The choreographed horses in the show are the work of Bartabas, founder of the equestrian theatrical group Zingaro and director of the Grande Ecurie at Versailles.
In the court and garden, two horseways lead to a platform, a large surface installed over the Basin of Neptune. [...] On the steps—8,000 spectators, with some on the edge of grass, in the cool air!—they will applaud these colorful scenes (costumes by Marie-Laurence Schakmundès), in a fluid sequence where sounds (the careful and passionate André Serré), voices, music, and not a few horses, Lusitanians, Criollos, Argentines, in the field, in the park, horses from Zingaro and from the Académie, plus those pulling carriages, will call to each other in the night. And the moon will be full, and you will dream of sweetness and wonder.
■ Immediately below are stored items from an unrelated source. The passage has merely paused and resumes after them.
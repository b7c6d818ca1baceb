//! Speiglass - Monthly bird-distribution footage against the SPEI drought index
//!
//! Speiglass serves a local dashboard over a folder of pre-rendered
//! distribution clips, one per species and survey month, and pairs every clip
//! with the surveyors' drought-correlation notes.
//!
//! # Overview
//!
//! Four wintering species are tracked across six survey months (January,
//! February, March, October, November, December). For each (species, month)
//! pair the archive holds one MP4 under the `{code}_{month}.mp4` naming
//! convention, e.g. `bird3_01.mp4`. The library scanner inventories the 24
//! expected clips, the findings table answers "how does this species track
//! the SPEI drought index in this month", and the server renders both into a
//! browser dashboard with a side-by-side species comparison.
//!
//! # Quick Start
//!
//! ```no_run
//! use speiglass::{findings, library, Month, Species};
//! use std::path::Path;
//!
//! let scan = library::scan(Path::new("./clips"));
//! let present = scan.assets.iter().filter(|a| a.present).count();
//! println!("{} / {} clips present", present, scan.assets.len());
//!
//! let finding = findings::lookup(Species::LittleEgret, Month::Jan);
//! println!("민감도: {}", finding.sensitivity);
//! println!("상관관계: {}", finding.correlation);
//! ```
//!
//! # Vocabulary
//!
//! | Code | Species | Months on file |
//! |-------|---------------|----------------|
//! | bird1 | 괭이갈매기 | 01 02 03 10 11 12 |
//! | bird2 | 흰뺨검둥오리 | 01 02 03 10 11 12 |
//! | bird3 | 쇠백로 | 01 02 03 10 11 12 |
//! | bird4 | 왜가리 | 01 02 03 10 11 12 |
//!
//! The vocabulary is closed: unknown codes and months are rejected at the
//! edges (CLI, query params, video routes), never stored.
//!
//! # Modules
//!
//! - [`species`]: The fixed species and survey-month vocabulary
//! - [`findings`]: Authored SPEI sensitivity/correlation notes per pair
//! - [`library`]: Naming convention, asset resolution, directory scan
//! - [`embed`]: Base64 data-URI dual render and single-panel fragments
//! - [`report`]: Offline report formatters (HTML, JSON, CSV)
//! - [`serve`]: The dashboard HTTP server

pub mod embed;
pub mod findings;
pub mod library;
pub mod report;
pub mod serve;
pub mod species;

pub use findings::{Finding, DEFAULT_FINDING};
pub use library::{LibraryScan, VideoAsset};
pub use species::{Month, Species};
//! Video asset resolution
//!
//! Survey clips are pre-rendered by a separate pipeline and dropped into a
//! single flat directory as `{species_code}_{month}.mp4` - 24 expected names
//! in all. The dashboard only ever queries for existence; it never creates,
//! moves, or deletes an asset. A missing clip is a normal, displayed outcome,
//! not an error.

use crate::species::{Month, Species};
use serde::Serialize;
use std::path::Path;
use walkdir::WalkDir;

/// Expected filename for one (species, month) pair: `{code}_{month}.mp4`.
pub fn video_file_name(species: Species, month: Month) -> String {
    format!("{}_{}.mp4", species.code(), month.token())
}

/// Parse an expected filename back into its pair.
///
/// Returns `None` for anything that is not exactly `{code}_{month}.mp4`,
/// which makes this the whitelist check for the streaming route and the
/// stray-file test for the scan.
pub fn parse_file_name(name: &str) -> Option<(Species, Month)> {
    let stem = name.strip_suffix(".mp4")?;
    let (code, token) = stem.split_once('_')?;
    Some((Species::from_code(code)?, Month::from_token(token)?))
}

/// One expected asset and whether it is on disk right now.
#[derive(Debug, Clone, Serialize)]
pub struct VideoAsset {
    /// Species code, `bird1`..`bird4`
    pub species: &'static str,
    /// Species display name
    pub species_name: &'static str,
    /// Month token, two digits
    pub month: &'static str,
    /// Month display label
    pub month_label: &'static str,
    /// `{code}_{month}.mp4`
    pub file_name: String,
    /// Full path the resolver checked
    pub path: String,
    /// Existence at resolution time
    pub present: bool,
}

/// Resolve one (species, month) pair against an asset directory.
///
/// Existence is queried at call time; nothing is cached, so a clip dropped
/// into the directory shows up on the next render.
pub fn resolve(dir: &Path, species: Species, month: Month) -> VideoAsset {
    let file_name = video_file_name(species, month);
    let path = dir.join(&file_name);
    VideoAsset {
        species: species.code(),
        species_name: species.korean_name(),
        month: month.token(),
        month_label: month.label(),
        present: path.is_file(),
        path: path.display().to_string(),
        file_name,
    }
}

/// Every expected asset in one directory, plus the strays.
#[derive(Debug, Clone, Serialize)]
pub struct LibraryScan {
    /// Directory that was scanned
    pub dir: String,
    /// All 24 expected assets, species-major, month-control order
    pub assets: Vec<VideoAsset>,
    /// `.mp4` files in the directory matching no expected name
    pub strays: Vec<String>,
}

/// Resolve all 24 expected assets and collect stray `.mp4` files.
pub fn scan(dir: &Path) -> LibraryScan {
    let mut assets = Vec::with_capacity(Species::ALL.len() * Month::ALL.len());
    for species in Species::ALL {
        for month in Month::ALL {
            assets.push(resolve(dir, species, month));
        }
    }

    LibraryScan {
        dir: dir.display().to_string(),
        strays: stray_videos(dir),
        assets,
    }
}

/// `.mp4` files whose names match no expected `{code}_{month}.mp4`.
///
/// The convention is a flat directory, so the walk stays at depth 1; a
/// subdirectory full of unrelated clips is not this dashboard's business.
/// Catches the typos content authors actually make (`bird3_1.mp4`,
/// `bird5_01.mp4`, uppercase codes).
fn stray_videos(dir: &Path) -> Vec<String> {
    let mut strays: Vec<String> = WalkDir::new(dir)
        .min_depth(1)
        .max_depth(1)
        .into_iter()
        .filter_map(|e| e.ok())
        .filter(|e| e.file_type().is_file())
        .filter_map(|e| e.file_name().to_str().map(|s| s.to_string()))
        .filter(|name| {
            name.to_ascii_lowercase().ends_with(".mp4") && parse_file_name(name).is_none()
        })
        .collect();
    strays.sort();
    strays
}
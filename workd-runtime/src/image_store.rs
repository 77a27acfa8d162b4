// Copyright 2026 The Vimana Authors. All rights reserved.
//
// Licensed under the Apache License, Version 2.0 (the "License");
// you may not use this file except in compliance with the License.
// You may obtain a copy of the License at
//
//    http://www.apache.org/licenses/LICENSE-2.0
//
// Unless required by applicable law or agreed to in writing, software
// distributed under the License is distributed on an "AS IS" BASIS,
// WITHOUT WARRANTIES OR CONDITIONS OF ANY KIND, either express or implied.
// See the License for the specific language governing permissions and
// limitations under the License.

//! Images the Kubelet has pulled for components on this node.
//!
//! Pulling records the reference only. The bytes are fetched by the
//! component loader when a container starts, so a pulled image costs no
//! disk space here.

use std::time::SystemTime;

use dashmap::DashMap;
use tracing::{Level, event};

use crate::names::{ComponentIdentity, ImageReference};

#[derive(Debug, Clone, PartialEq, Eq)]
pub struct ImageRecord {
    pub reference: ImageReference,
    pub pulled_at: SystemTime,
}

impl ImageRecord {
    /// Image ID reported to the Kubelet. One image per component, whatever
    /// registry it came from.
    pub fn id(&self) -> String {
        self.reference.component().to_string()
    }
}

#[derive(Debug, Default)]
pub struct ImageStore {
    images: DashMap<ComponentIdentity, ImageRecord>,
}

impl ImageStore {
    pub fn new() -> Self {
        Self::default()
    }

    /// Records a pull. Pulling a component again from another registry
    /// replaces the earlier reference.
    pub fn record(&self, reference: ImageReference) -> ImageRecord {
        let record = ImageRecord {
            reference,
            pulled_at: SystemTime::now(),
        };
        let component = record.reference.component().clone();
        if let Some(previous) = self.images.insert(component, record.clone()) {
            if previous.reference != record.reference {
                event!(
                    Level::INFO,
                    previous = %previous.reference,
                    current = %record.reference,
                    "Image for component replaced"
                );
            }
        }
        record
    }

    pub fn get(&self, component: &ComponentIdentity) -> Option<ImageRecord> {
        self.images.get(component).map(|record| record.clone())
    }

    /// All recorded images, ordered by component.
    pub fn list(&self) -> Vec<ImageRecord> {
        let mut images: Vec<ImageRecord> = self
            .images
            .iter()
            .map(|record| record.value().clone())
            .collect();
        images.sort_by(|a, b| a.reference.component().cmp(b.reference.component()));
        images
    }

    pub fn remove(&self, component: &ComponentIdentity) -> Option<ImageRecord> {
        self.images.remove(component).map(|(_, record)| record)
    }
}
// Copyright 2026 The Vimana Authors. All rights reserved.
//
// Licensed under the Apache License, Version 2.0 (the "License");
// you may not use this file except in compliance with the License.
// You may obtain a copy of the License at
//
//    http://www.apache.org/licenses/LICENSE-2.0
//
// Unless required by applicable law or agreed to in writing, software
// distributed under the License is distributed on an "AS IS" BASIS,
// WITHOUT WARRANTIES OR CONDITIONS OF ANY KIND, either express or implied.
// See the License for the specific language governing permissions and
// limitations under the License.

//! Detached tasks for pod starts, signal handling and data-plane connections.
//!
//! Every task runs inside an `error_span`, so events it emits after its
//! caller has returned still say which pod or connection they belong to.

use core::future::Future;

use hyper::rt::Executor;
use tokio::task::JoinHandle;
pub use tracing::error_span as __error_span;
use tracing::{Instrument, Span};

pub fn __spawn_with_span<F, T>(fut: F, span: Span) -> JoinHandle<T>
where
    T: Send + 'static,
    F: Future<Output = T> + Send + 'static,
{
    tokio::spawn(fut.instrument(span))
}

/// Spawns `$fut` inside an `error_span` named `$name`. Tracing fields for
/// the span may follow the future; `target:` overrides the span target.
#[macro_export]
macro_rules! background_spawn {
    (target: $target:expr, $name:expr, $fut:expr $(, $($fields:tt)*)?) => {{
        $crate::task::__spawn_with_span(
            $fut,
            $crate::task::__error_span!(target: $target, $name $(, $($fields)*)?),
        )
    }};
    ($name:expr, $fut:expr $(, $($fields:tt)*)?) => {{
        $crate::task::__spawn_with_span(
            $fut,
            $crate::task::__error_span!($name $(, $($fields)*)?),
        )
    }};
}

/// Hyper executor for HTTP/2 stream tasks. Each stream inherits the span of
/// the connection that opened it.
#[derive(Debug, Clone, Copy, Default)]
pub struct TaskExecutor;

impl TaskExecutor {
    pub const fn new() -> Self {
        Self
    }
}

impl<F> Executor<F> for TaskExecutor
where
    F: Future + Send + 'static,
    F::Output: Send + 'static,
{
    fn execute(&self, fut: F) {
        drop(__spawn_with_span(fut, Span::current()));
    }
}
// Copyright 2026 The Vimana Authors. All rights reserved.
//
// Licensed under the Apache License, Version 2.0 (the "License");
// you may not use this file except in compliance with the License.
// You may obtain a copy of the License at
//
//    http://www.apache.org/licenses/LICENSE-2.0
//
// Unless required by applicable law or agreed to in writing, software
// distributed under the License is distributed on an "AS IS" BASIS,
// WITHOUT WARRANTIES OR CONDITIONS OF ANY KIND, either express or implied.
// See the License for the specific language governing permissions and
// limitations under the License.

use workd_error::{Code, Error, make_err};

use crate::names::PodContainerId;
use crate::state::{IllegalTransition, PodEvent, PodState};

/// Failures reported by [`crate::pod_pool::PodPool`]. The pool never retries;
/// every one of these reaches the caller as is.
#[derive(thiserror::Error, Debug, Clone, PartialEq, Eq)]
pub enum PodPoolError {
    #[error("{event} is not allowed on pod {id} in state {state}")]
    IllegalTransition {
        id: PodContainerId,
        state: PodState,
        event: PodEvent,
    },

    #[error("pod {id} is already {state} with different parameters")]
    ConflictingState { id: PodContainerId, state: PodState },

    #[error("pod {0} not found")]
    NotFound(PodContainerId),

    #[error(
        "label '{key}' on container for pod {id} is '{container}' but the sandbox has '{sandbox}'"
    )]
    LabelMismatch {
        id: PodContainerId,
        key: String,
        sandbox: String,
        container: String,
    },

    #[error("resource exhausted: {0}")]
    ResourceExhausted(String),
}

impl PodPoolError {
    pub(crate) fn illegal(id: &PodContainerId, err: IllegalTransition) -> Self {
        Self::IllegalTransition {
            id: id.clone(),
            state: err.state,
            event: err.event,
        }
    }

    pub const fn code(&self) -> Code {
        match self {
            Self::IllegalTransition { .. } => Code::FailedPrecondition,
            Self::ConflictingState { .. } => Code::AlreadyExists,
            Self::NotFound(_) => Code::NotFound,
            Self::LabelMismatch { .. } => Code::InvalidArgument,
            Self::ResourceExhausted(_) => Code::ResourceExhausted,
        }
    }
}

impl From<PodPoolError> for Error {
    fn from(err: PodPoolError) -> Self {
        make_err!(err.code(), "{err}")
    }
}
// Copyright 2026 The Vimana Authors. All rights reserved.
//
// Licensed under the Apache License, Version 2.0 (the "License");
// you may not use this file except in compliance with the License.
// You may obtain a copy of the License at
//
//    http://www.apache.org/licenses/LICENSE-2.0
//
// Unless required by applicable law or agreed to in writing, software
// distributed under the License is distributed on an "AS IS" BASIS,
// WITHOUT WARRANTIES OR CONDITIONS OF ANY KIND, either express or implied.
// See the License for the specific language governing permissions and
// limitations under the License.

use core::fmt::Debug;
use core::net::{IpAddr, Ipv4Addr, Ipv6Addr};
use std::collections::{BTreeSet, HashSet};

use parking_lot::Mutex;
use tracing::{Level, event};
use workd_config::workd::IpamConfig;
use workd_error::{Error, ResultExt, error_if, make_input_err};

use crate::error::PodPoolError;

/// Hands out pod addresses. Calls are made while the pool holds an entry
/// lock, so implementations must not block.
pub trait IpAllocator: Send + Sync + Debug + 'static {
    fn allocate(&self) -> Result<IpAddr, PodPoolError>;

    /// Returns an address to the free set. Unknown addresses are ignored.
    fn release(&self, address: IpAddr);
}

/// Allocates the lowest free host address of a single CIDR block.
///
/// For IPv4 the network and broadcast addresses are never handed out (except
/// in /31 and /32 blocks, which have neither). For IPv6 the subnet-router
/// anycast address (host part all zeros) is skipped.
#[derive(Debug)]
pub struct SubnetIpAllocator {
    is_ipv4: bool,
    first: u128,
    last: u128,
    reserved: HashSet<u128>,
    allocated: Mutex<BTreeSet<u128>>,
}

impl SubnetIpAllocator {
    pub fn new(subnet: &str, reserved: &[String]) -> Result<Self, Error> {
        let (address, prefix_len) = subnet
            .split_once('/')
            .ok_or_else(|| make_input_err!("Subnet '{subnet}' is not in CIDR notation"))?;
        let address: IpAddr = address
            .parse()
            .err_tip(|| format!("Invalid subnet address in '{subnet}'"))?;
        let prefix_len: u32 = prefix_len
            .parse()
            .err_tip(|| format!("Invalid prefix length in '{subnet}'"))?;

        let (is_ipv4, bits, value) = match address {
            IpAddr::V4(v4) => (true, 32, u128::from(v4.to_bits())),
            IpAddr::V6(v6) => (false, 128, v6.to_bits()),
        };
        error_if!(
            prefix_len > bits,
            "Prefix length {prefix_len} too long for '{subnet}'"
        );
        let host_bits = bits - prefix_len;
        let host_mask = if host_bits == 128 {
            u128::MAX
        } else {
            (1u128 << host_bits) - 1
        };
        let network = value & !host_mask;
        let broadcast = network | host_mask;
        let (first, last) = match (is_ipv4, host_bits) {
            (true, 0 | 1) | (false, 0) => (network, broadcast),
            (true, _) => (network + 1, broadcast - 1),
            (false, _) => (network + 1, broadcast),
        };

        let reserved = reserved
            .iter()
            .map(|raw| -> Result<u128, Error> {
                let addr: IpAddr = raw
                    .parse()
                    .err_tip(|| format!("Invalid reserved address '{raw}'"))?;
                let offset = match (addr, is_ipv4) {
                    (IpAddr::V4(v4), true) => u128::from(v4.to_bits()),
                    (IpAddr::V6(v6), false) => v6.to_bits(),
                    _ => {
                        return Err(make_input_err!(
                            "Reserved address '{raw}' is not the same family as '{subnet}'"
                        ));
                    }
                };
                error_if!(
                    offset & !host_mask != network,
                    "Reserved address '{raw}' is outside of '{subnet}'"
                );
                Ok(offset)
            })
            .collect::<Result<HashSet<_>, Error>>()?;

        Ok(Self {
            is_ipv4,
            first,
            last,
            reserved,
            allocated: Mutex::new(BTreeSet::new()),
        })
    }

    pub fn from_config(config: &IpamConfig) -> Result<Self, Error> {
        Self::new(&config.subnet, &config.reserved)
    }

    fn to_addr(&self, value: u128) -> IpAddr {
        if self.is_ipv4 {
            IpAddr::V4(Ipv4Addr::from_bits(value as u32))
        } else {
            IpAddr::V6(Ipv6Addr::from_bits(value))
        }
    }

    fn to_value(&self, address: IpAddr) -> Option<u128> {
        let value = match (address, self.is_ipv4) {
            (IpAddr::V4(v4), true) => u128::from(v4.to_bits()),
            (IpAddr::V6(v6), false) => v6.to_bits(),
            _ => return None,
        };
        (self.first..=self.last).contains(&value).then_some(value)
    }
}

impl IpAllocator for SubnetIpAllocator {
    fn allocate(&self) -> Result<IpAddr, PodPoolError> {
        let mut allocated = self.allocated.lock();
        let mut candidate = self.first;
        while allocated.contains(&candidate) || self.reserved.contains(&candidate) {
            if candidate == self.last {
                return Err(PodPoolError::ResourceExhausted(
                    "no free IP address left in pod subnet".to_string(),
                ));
            }
            candidate += 1;
        }
        allocated.insert(candidate);
        Ok(self.to_addr(candidate))
    }

    fn release(&self, address: IpAddr) {
        let released = self
            .to_value(address)
            .is_some_and(|value| self.allocated.lock().remove(&value));
        if !released {
            event!(
                Level::WARN,
                %address,
                "Released an IP address that was not allocated"
            );
        }
    }
}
I've added the links in the quoted sections. I love the fact that this sort of spectacle is being produced again at Versailles, which was created as the grandest possible stage for the day-to-day staged drama that was the life of Louis XIV. It reminds me, but is only a modern shadow, of some of the incredible entertainments hosted by the Roi-Soleil, like Les Plaisirs de l'Isle enchantée, staged from May 7 to 14, 1664. It was the first grand celebration given by the king at his new home, in honor of his mistress Mlle de La Vallière.